Wednesday, September 14, 2011

The bankruptcy of economics

I read a comment on the Atlantic today which I consider priceless and speaks for itself:

If you want evidence of the intellectual bankruptcy present in much economic "thinking" look to the excerpt of Professor McElvaine, which echoes comments made by Swedish medal models Krugman and Stiglitz, in which the bursting of a credit bubble, which was the end result of a deliberate decades long effort by Congress, to expand speculation in credit via a very wide variety of direct and indirect subsidies, is described as the result of "anti-regulatory" behavior. Folks, when a fat man who has been gorging for 30 years splits his pants, after he reaches 450 pounds, the fact that he didn't special order his pant seams to be stiched with filament designed to haul in a 25 foot marlin, doesn't make it accurate to say that poor wardrobe decisions are what bared his ass.
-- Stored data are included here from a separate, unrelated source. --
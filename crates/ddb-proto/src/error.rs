use thiserror::Error;

/// Malformed request at construction time.
#[derive(Debug, Error, Clone, PartialEq, Eq)]
pub enum FormatError {
    #[error("map key {0:?} must not contain '.' or '#' (reserved for field-name encoding)")]
    ReservedCharacterInKey(String),

    #[error("insert target field's last segment must be an integer index or a wildcard")]
    BadInsertTarget,

    #[error("insert target field must not contain wildcards except as its last segment")]
    WildcardBeforeLastSegment,
}
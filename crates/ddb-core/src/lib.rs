//! Document shredding, refcounted field storage, condition compilation, and
//! transaction-scoped request processing, generic over any [`ddb_engine::Engine`].

mod codec;
mod columns;
mod condition;
mod error;
mod logic;
mod session;
mod structure;

pub use codec::{build, flatten};
pub use error::Error;
pub use logic::{Logic, Response};
pub use session::Session;
pub use structure::{CompiledQuery, Structure};
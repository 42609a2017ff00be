//! Document/path/field/value/request types for the ddb document database.
//!
//! Pure data plus the construction-time validation that produces
//! `FormatError` — no engine dependency and no I/O.

mod condition;
mod document;
mod error;
mod path;
mod request;
mod value;

pub use condition::{Comparator, Condition, LogicalOp};
pub use document::Document;
pub use error::FormatError;
pub use path::{Path, PathSegment};
pub use request::{FieldWrite, ObjectId, Request};
pub use value::{TypeTag, Value};
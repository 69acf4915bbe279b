//! Test context structure and utilities.
//!
//! This module provides the `TestContext` returned by `TestBuilder`. The context includes an
//! in-memory SQLite database and an in-memory session store standing in for the shared
//! session store the authentication service writes to.

use std::sync::{
    atomic::{AtomicUsize, Ordering},
    Arc,
};

use sea_orm::{sea_query::TableCreateStatement, ConnectionTrait, Database, DatabaseConnection};
use tower_sessions::{MemoryStore, Session};

use crate::error::TestError;

/// Test context structure returned by `TestBuilder`
///
/// # Usage
///
/// Most users should create this via [`TestBuilder`](crate::TestBuilder) rather
/// than constructing it directly.
///
/// ```ignore
/// let test = TestBuilder::new().with_test_tables().build().await?;
///
/// // Insert fixtures
/// let quiz = test.fixtures().insert_mock_test("u1", "Quiz1").await?;
///
/// // Hand the database to the application
/// let app_state: AppState = test.to_app_state();
/// ```
pub struct TestContext {
    /// Database connection to in-memory SQLite database
    pub db: DatabaseConnection,
    /// Session for the simulated caller
    pub session: Session,

    fixture_ids: AtomicUsize,
}

impl TestContext {
    /// Convert the database connection into any type that can be constructed from it
    ///
    /// This allows conversion to AppState without creating a circular dependency
    /// between the test-utils crate and the main testsystem crate.
    pub fn to_app_state<T>(&self) -> T
    where
        T: From<DatabaseConnection>,
    {
        T::from(self.db.clone())
    }

    /// Create a new test context with an empty in-memory database & session
    ///
    /// # Returns
    /// - `Ok(TestContext)` - Fully initialized test context
    /// - `Err(TestError::DbErr)` - Database connection failed
    pub(crate) async fn new() -> Result<Self, TestError> {
        let store = Arc::new(MemoryStore::default());
        let session = Session::new(None, store, None);

        let db = Database::connect("sqlite::memory:").await?;

        Ok(TestContext {
            db,
            session,
            fixture_ids: AtomicUsize::new(0),
        })
    }

    /// Create database tables from schema statements.
    pub(crate) async fn with_tables(
        &self,
        stmts: Vec<TableCreateStatement>,
    ) -> Result<(), TestError> {
        for stmt in stmts {
            self.db.execute(&stmt).await?;
        }

        Ok(())
    }

    /// Next unique ID for an inserted fixture
    pub(crate) fn next_fixture_id(&self) -> String {
        let n = self.fixture_ids.fetch_add(1, Ordering::Relaxed) + 1;

        format!("fixture-test-{}", n)
    }
}
pub use sea_orm_migration::prelude::*;


pub struct Migrator;

#[async_trait::async_trait]
impl MigratorTrait for Migrator {
    fn migrations() -> Vec<Box<dyn MigrationTrait>> {
        vec![Box::new(m20251014_000001_test::Migration)]
    }
}
use serde::{
    de::{value::StrDeserializer, IntoDeserializer},
    Deserialize, Deserializer, Serialize,
};
use tower_sessions::Session;

use crate::server::error::Error;

pub const SESSION_USER_ROLES_KEY: &str = "testsystem:user:roles";

/// Role granted to a user by the authentication service
#[derive(Clone, Copy, Debug, PartialEq, Eq, Deserialize, Serialize)]
#[serde(rename_all = "lowercase")]
pub enum Role {
    Admin,
    Teacher,
    Student,
}

impl Role {
    /// Whether the role may manage its own tests
    pub fn can_author_tests(&self) -> bool {
        matches!(self, Self::Admin | Self::Teacher)
    }
}

/// Roles stored in the session, role names this service doesn't know are skipped on read
#[derive(Default, Deserialize, Serialize, Debug)]
pub struct SessionUserRoles(#[serde(deserialize_with = "known_roles")] pub Vec<Role>);

fn known_roles<'de, D: Deserializer<'de>>(deserializer: D) -> Result<Vec<Role>, D::Error> {
    let names = Vec::<String>::deserialize(deserializer)?;

    Ok(names
        .iter()
        .filter_map(|name| {
            let name_de: StrDeserializer<serde::de::value::Error> =
                name.as_str().into_deserializer();
            let role = Role::deserialize(name_de).ok();
            if role.is_none() {
                tracing::debug!(role = %name, "Ignoring unknown session role");
            }

            role
        })
        .collect())
}

impl SessionUserRoles {
    /// Insert user roles into session
    pub async fn insert(session: &Session, roles: &[Role]) -> Result<(), Error> {
        session
            .insert(SESSION_USER_ROLES_KEY, SessionUserRoles(roles.to_vec()))
            .await?;

        Ok(())
    }

    /// Get user roles from session, empty if none were stored
    pub async fn get(session: &Session) -> Result<Vec<Role>, Error> {
        Ok(session
            .get::<SessionUserRoles>(SESSION_USER_ROLES_KEY)
            .await?
            .map(|SessionUserRoles(roles)| roles)
            .unwrap_or_default())
    }
}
Why Obama Was Never Going to Be the Next FDR - Atlantic Mobile
Wed, 14 Sep 2011 21:36:21 UTC

All I can add is that the largest group of economists in the world, housed at the Federal Reserve, aided and abetted them every step of the way. There is just no substitute for common sense, including decades of regressions by over-educated academics bent on interventionism.

I apologize if the writer would prefer a more personal acknowledgement. I know of no way to do so.